In November 2014, Daily Fresh entered the fresh‑food e‑commerce market with an innovative “front‑warehouse” model, aiming to provide abundant, high‑quality fresh products and ultra‑fast home delivery. The model quickly gained market recognition, positive consumer feedback, and continuous investor support. Within three years, Daily Fresh achieved profitability in first‑tier cities and grew into an industry unicorn.

Daily Fresh heavily relies on LBS technology. Users of the Daily Fresh app or mini‑program first obtain their location or the most recent delivery address coordinates, then check whether the coordinate falls within the electronic fence of a front‑warehouse. Once a warehouse is identified, product browsing, ordering, and subsequent fulfillment are handled by that warehouse. During fulfillment, orders are assigned based on the user’s location, routes are planned from the warehouse to the user, couriers follow the route, and when a courier signs for delivery, the courier’s location determines whether the sign‑off status can be changed. Thus, LBS is the foundation of Daily Fresh’s business operation.

Over the past year, the Daily Fresh LBS team started from the address database, continuously strengthening the LBS technical system.

Address Database Construction

What is an address database?

An address database is a collection of delivery addresses derived from national standard place names, combined with logistics characteristics, and organized hierarchically. It includes administrative divisions, streets, house numbers (communities, buildings), unit numbers, postal codes, segment numbers, and basic property types, but excludes enterprise or personal information. The address database is a critical foundational data set for instant‑delivery logistics systems.

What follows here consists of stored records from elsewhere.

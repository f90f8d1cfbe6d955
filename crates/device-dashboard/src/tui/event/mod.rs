//! Event handling for the TUI.
//!
//! Wraps crossterm events and adds a tick variant for periodic UI refresh.
//! Keyboard input is translated into selection moves and the three drag
//! gestures; see [`handle_key_event`].

use crate::tui::app::App;
use crate::widgets::WidgetAction;
use crossterm::event::{
    Event as CrosstermEvent, EventStream, KeyCode, KeyEvent, KeyEventKind, KeyModifiers,
    MouseEvent,
};
use futures::StreamExt;
use std::time::Duration;
use tokio::time::{interval, Interval, MissedTickBehavior};

/// Application-level event variants.
#[derive(Debug, Clone, Copy)]
pub enum Event {
    /// A key was pressed.
    Key(KeyEvent),
    /// A mouse event occurred.
    Mouse(MouseEvent),
    /// Terminal was resized.
    Resize(u16, u16),
    /// Periodic tick for UI refresh.
    Tick,
}

/// Event handler that merges terminal input events with periodic ticks.
pub struct EventHandler {
    tick: Interval,
}

impl EventHandler {
    /// Creates a new EventHandler with the specified tick rate.
    ///
    /// Must be called from within a tokio runtime.
    pub fn new(tick_rate: Duration) -> Self {
        let mut tick = interval(tick_rate);
        tick.set_missed_tick_behavior(MissedTickBehavior::Skip);
        Self { tick }
    }

    /// Waits for the next event, returning either a terminal event or a tick.
    pub async fn next(&mut self, reader: &mut EventStream) -> std::io::Result<Event> {
        loop {
            tokio::select! {
                maybe_event = reader.next() => {
                    match maybe_event {
                        // Windows reports releases too
                        Some(Ok(CrosstermEvent::Key(key))) if key.kind == KeyEventKind::Press => {
                            return Ok(Event::Key(key))
                        }
                        Some(Ok(CrosstermEvent::Mouse(mouse))) => return Ok(Event::Mouse(mouse)),
                        Some(Ok(CrosstermEvent::Resize(w, h))) => return Ok(Event::Resize(w, h)),
                        Some(Err(e)) => return Err(e),
                        Some(Ok(_)) => continue,
                        None => return Err(std::io::Error::new(
                            std::io::ErrorKind::UnexpectedEof,
                            "event stream ended",
                        )),
                    }
                }
                _ = self.tick.tick() => {
                    return Ok(Event::Tick);
                }
            }
        }
    }
}

/// Action produced by handling an input event.
#[derive(Debug, Clone, Copy, PartialEq, Eq)]
pub enum Action {
    /// No action to take.
    None,
    /// Quit the application.
    Quit,
    /// Run the action of a card.
    Trigger(WidgetAction),
}

/// Handles a key event by updating the app or returning an action.
///
/// | Key               | Idle                     | Dragging            |
/// |-------------------|--------------------------|---------------------|
/// | arrows / `hjkl`   | move selection           | move carried card   |
/// | `Space` / `m`     | pick up selected card    | drop                |
/// | `Enter`           | activate selected card   | drop                |
/// | `Esc`             | clear selection          | drop                |
///
/// While a notice is shown, `Enter`, `Esc` and `Space` dismiss it and other
/// keys are ignored.
pub fn handle_key_event(app: &mut App, key: KeyEvent) -> Action {
    if should_quit(key) {
        return Action::Quit;
    }

    if app.notice.is_some() {
        if matches!(key.code, KeyCode::Enter | KeyCode::Esc | KeyCode::Char(' ')) {
            app.dismiss_notice();
        }
        return Action::None;
    }

    let dragging = app.layout.dragging_index().is_some();
    match key.code {
        KeyCode::Left | KeyCode::Char('h') => {
            app.move_selection(-1);
            Action::None
        }
        KeyCode::Right | KeyCode::Char('l') => {
            app.move_selection(1);
            Action::None
        }
        KeyCode::Up | KeyCode::Char('k') => {
            app.move_selection(-(app.columns as isize));
            Action::None
        }
        KeyCode::Down | KeyCode::Char('j') => {
            app.move_selection(app.columns as isize);
            Action::None
        }
        KeyCode::Char(' ') | KeyCode::Char('m') => {
            if dragging {
                app.drop_card();
            } else {
                app.pick_up_selected();
            }
            Action::None
        }
        KeyCode::Enter => {
            if dragging {
                app.drop_card();
                Action::None
            } else {
                app.selected_action().map_or(Action::None, Action::Trigger)
            }
        }
        KeyCode::Esc => {
            // No undo: a cancelled drag keeps and saves the live order
            if dragging {
                app.drop_card();
            } else {
                app.selected_index = None;
            }
            Action::None
        }
        _ => Action::None,
    }
}

/// Returns true if the key event should trigger application quit.
pub fn should_quit(key: KeyEvent) -> bool {
    matches!(key.code, KeyCode::Char('q'))
        || (key.modifiers.contains(KeyModifiers::CONTROL) && matches!(key.code, KeyCode::Char('c')))
}
//! Logging initialization.
//!
//! Configures the `tracing` subscriber with level filtering via the
//! `DDASH_LOG` environment variable, falling back to the configured
//! `log.level` when the variable is unset or invalid.
//!
//! The dashboard owns the terminal while it runs, so it logs to a file;
//! one-shot subcommands log to stderr.
//!
//! ```bash
//! DDASH_LOG=debug ddash
//! DDASH_LOG=device_dashboard::signals=trace,warn ddash snapshot
//! ```

use std::fs::OpenOptions;
use std::path::Path;
use std::sync::Mutex;

use tracing_subscriber::{fmt, EnvFilter};

use crate::config::schema::LogLevel;
use crate::config::xdg;

/// Environment variable holding filter directives.
pub const LOG_ENV: &str = "DDASH_LOG";

fn filter(level: LogLevel) -> EnvFilter {
    EnvFilter::try_from_env(LOG_ENV).unwrap_or_else(|_| EnvFilter::new(level.as_directive()))
}

/// Logs to stderr. Used by the non-interactive subcommands.
pub fn init_stderr(level: LogLevel) {
    let result = fmt()
        .with_env_filter(filter(level))
        .with_target(false)
        .with_writer(std::io::stderr)
        .try_init();
    if result.is_err() {
        tracing::debug!("tracing subscriber already installed");
    }
}

/// Appends to `path`, creating it and its directory when missing.
pub fn init_file(level: LogLevel, path: &Path) -> std::io::Result<()> {
    if let Some(parent) = path.parent() {
        xdg::ensure_dir(parent)?;
    }
    let file = OpenOptions::new().create(true).append(true).open(path)?;

    let result = fmt()
        .with_env_filter(filter(level))
        .with_ansi(false)
        .with_writer(Mutex::new(file))
        .try_init();
    if result.is_err() {
        tracing::debug!("tracing subscriber already installed");
    }
    Ok(())
}

#[cfg(test)]
mod tests {
    use super::*;
    use tracing_subscriber::EnvFilter;

    #[test]
    fn env_filter_parses_every_level_directive() {
        for level in [
            LogLevel::Error,
            LogLevel::Warn,
            LogLevel::Info,
            LogLevel::Debug,
            LogLevel::Trace,
        ] {
            assert!(
                EnvFilter::try_new(level.as_directive()).is_ok(),
                "failed to parse directive: {}",
                level.as_directive()
            );
        }
    }

    #[test]
    fn env_filter_parses_module_directive() {
        assert!(EnvFilter::try_new("device_dashboard::signals=trace,warn").is_ok());
    }

    #[test]
    fn init_file_creates_missing_directory() {
        let tmp = tempfile::tempdir().expect("tempdir");
        let path = tmp.path().join("nested/ddash.log");
        init_file(LogLevel::Warn, &path).expect("init_file");
        assert!(path.exists());
    }
}
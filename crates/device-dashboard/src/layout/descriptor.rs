//! Widget descriptors and the built-in default order.

use serde::{Deserialize, Serialize};

/// Built-in widgets in their default display order, with titles.
pub const DEFAULT_WIDGETS: &[(&str, &str)] = &[
    ("device", "Device"),
    ("display", "Display"),
    ("performance", "Performance"),
    ("battery", "Battery"),
    ("network", "Network"),
    ("storage", "Storage"),
    ("location", "Location"),
    ("permissions", "Permissions"),
];

/// One entry of the layout order. Identity is `id`.
#[derive(Debug, Clone, PartialEq, Eq, Serialize, Deserialize)]
pub struct WidgetDescriptor {
    /// Widget identifier used for renderer dispatch.
    pub id: String,
    /// Card title.
    pub title: String,
    /// Disabled widgets keep their slot but are not drawn.
    pub enabled: bool,
}

impl WidgetDescriptor {
    /// Creates an enabled descriptor titled from the default table.
    pub fn from_id(id: &str) -> Self {
        Self {
            id: id.to_string(),
            title: title_for(id),
            enabled: true,
        }
    }
}

/// Title of a built-in widget, or the id itself for unknown ids.
pub fn title_for(id: &str) -> String {
    DEFAULT_WIDGETS
        .iter()
        .find(|(known, _)| *known == id)
        .map(|(_, title)| (*title).to_string())
        .unwrap_or_else(|| id.to_string())
}

/// The built-in eight-widget order.
pub fn default_order() -> Vec<WidgetDescriptor> {
    DEFAULT_WIDGETS
        .iter()
        .map(|(id, title)| WidgetDescriptor {
            id: (*id).to_string(),
            title: (*title).to_string(),
            enabled: true,
        })
        .collect()
}
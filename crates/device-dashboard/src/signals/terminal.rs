//! Display properties of the terminal the dashboard runs in.

/// Screen and viewport readings taken from the terminal.
#[derive(Debug, Clone, Copy, Default, PartialEq, Eq)]
pub struct DisplayInfo {
    /// Window width in pixels, when the terminal reports it.
    pub screen_width: Option<u32>,
    /// Window height in pixels, when the terminal reports it.
    pub screen_height: Option<u32>,
    /// Columns.
    pub viewport_width: Option<u16>,
    /// Rows.
    pub viewport_height: Option<u16>,
    /// Bits per color: 24, 8 or 4.
    pub color_depth: Option<u8>,
}

/// Reads the current window size and color depth.
pub fn read_display() -> DisplayInfo {
    let mut info = DisplayInfo {
        color_depth: color_depth_from_env(
            std::env::var("COLORTERM").ok().as_deref(),
            std::env::var("TERM").ok().as_deref(),
        ),
        ..DisplayInfo::default()
    };

    match crossterm::terminal::window_size() {
        Ok(size) => {
            info.viewport_width = nonzero(size.columns);
            info.viewport_height = nonzero(size.rows);
            info.screen_width = nonzero(size.width).map(u32::from);
            info.screen_height = nonzero(size.height).map(u32::from);
        }
        Err(e) => {
            tracing::debug!("window_size unavailable: {}", e);
            if let Ok((columns, rows)) = crossterm::terminal::size() {
                info.viewport_width = nonzero(columns);
                info.viewport_height = nonzero(rows);
            }
        }
    }
    info
}

fn nonzero(v: u16) -> Option<u16> {
    (v > 0).then_some(v)
}

/// Color depth implied by `COLORTERM` and `TERM`.
///
/// `None` when no terminal type is known at all (or it is `dumb`).
pub fn color_depth_from_env(colorterm: Option<&str>, term: Option<&str>) -> Option<u8> {
    let colorterm = colorterm.unwrap_or_default().to_ascii_lowercase();
    let term = term.unwrap_or_default().to_ascii_lowercase();

    let truecolor = |s: &str| s.contains("truecolor") || s.contains("24bit") || s.contains("direct");
    if truecolor(&colorterm) || truecolor(&term) {
        return Some(24);
    }
    if term.contains("256color") {
        return Some(8);
    }
    if term.is_empty() || term == "dumb" {
        return None;
    }
    Some(4)
}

Self‑built address database

In the Daily Fresh app or mini‑program, users must create a delivery address before ordering. Creating an address requires selecting a POI (Point Of Interest). Incorrect or missing POIs prevent order placement. Before building its own address database, Daily Fresh relied on third‑party map services for nearby location search and recommendation. Those services provide generic scenarios that are not well suited for instant fresh‑food delivery, and address accuracy depends entirely on the map provider. Manual verification showed that in a certain community with 26 POIs, 3 were erroneous (11.5% error rate). Among 2,670 delivery addresses generated in that community, 54 were “over‑distance” (beyond 300 m) and 17 were severely over‑distance (beyond 1 km), making them undeliverable. Therefore, Daily Fresh decided to build its own address database optimized for the instant‑delivery scenario.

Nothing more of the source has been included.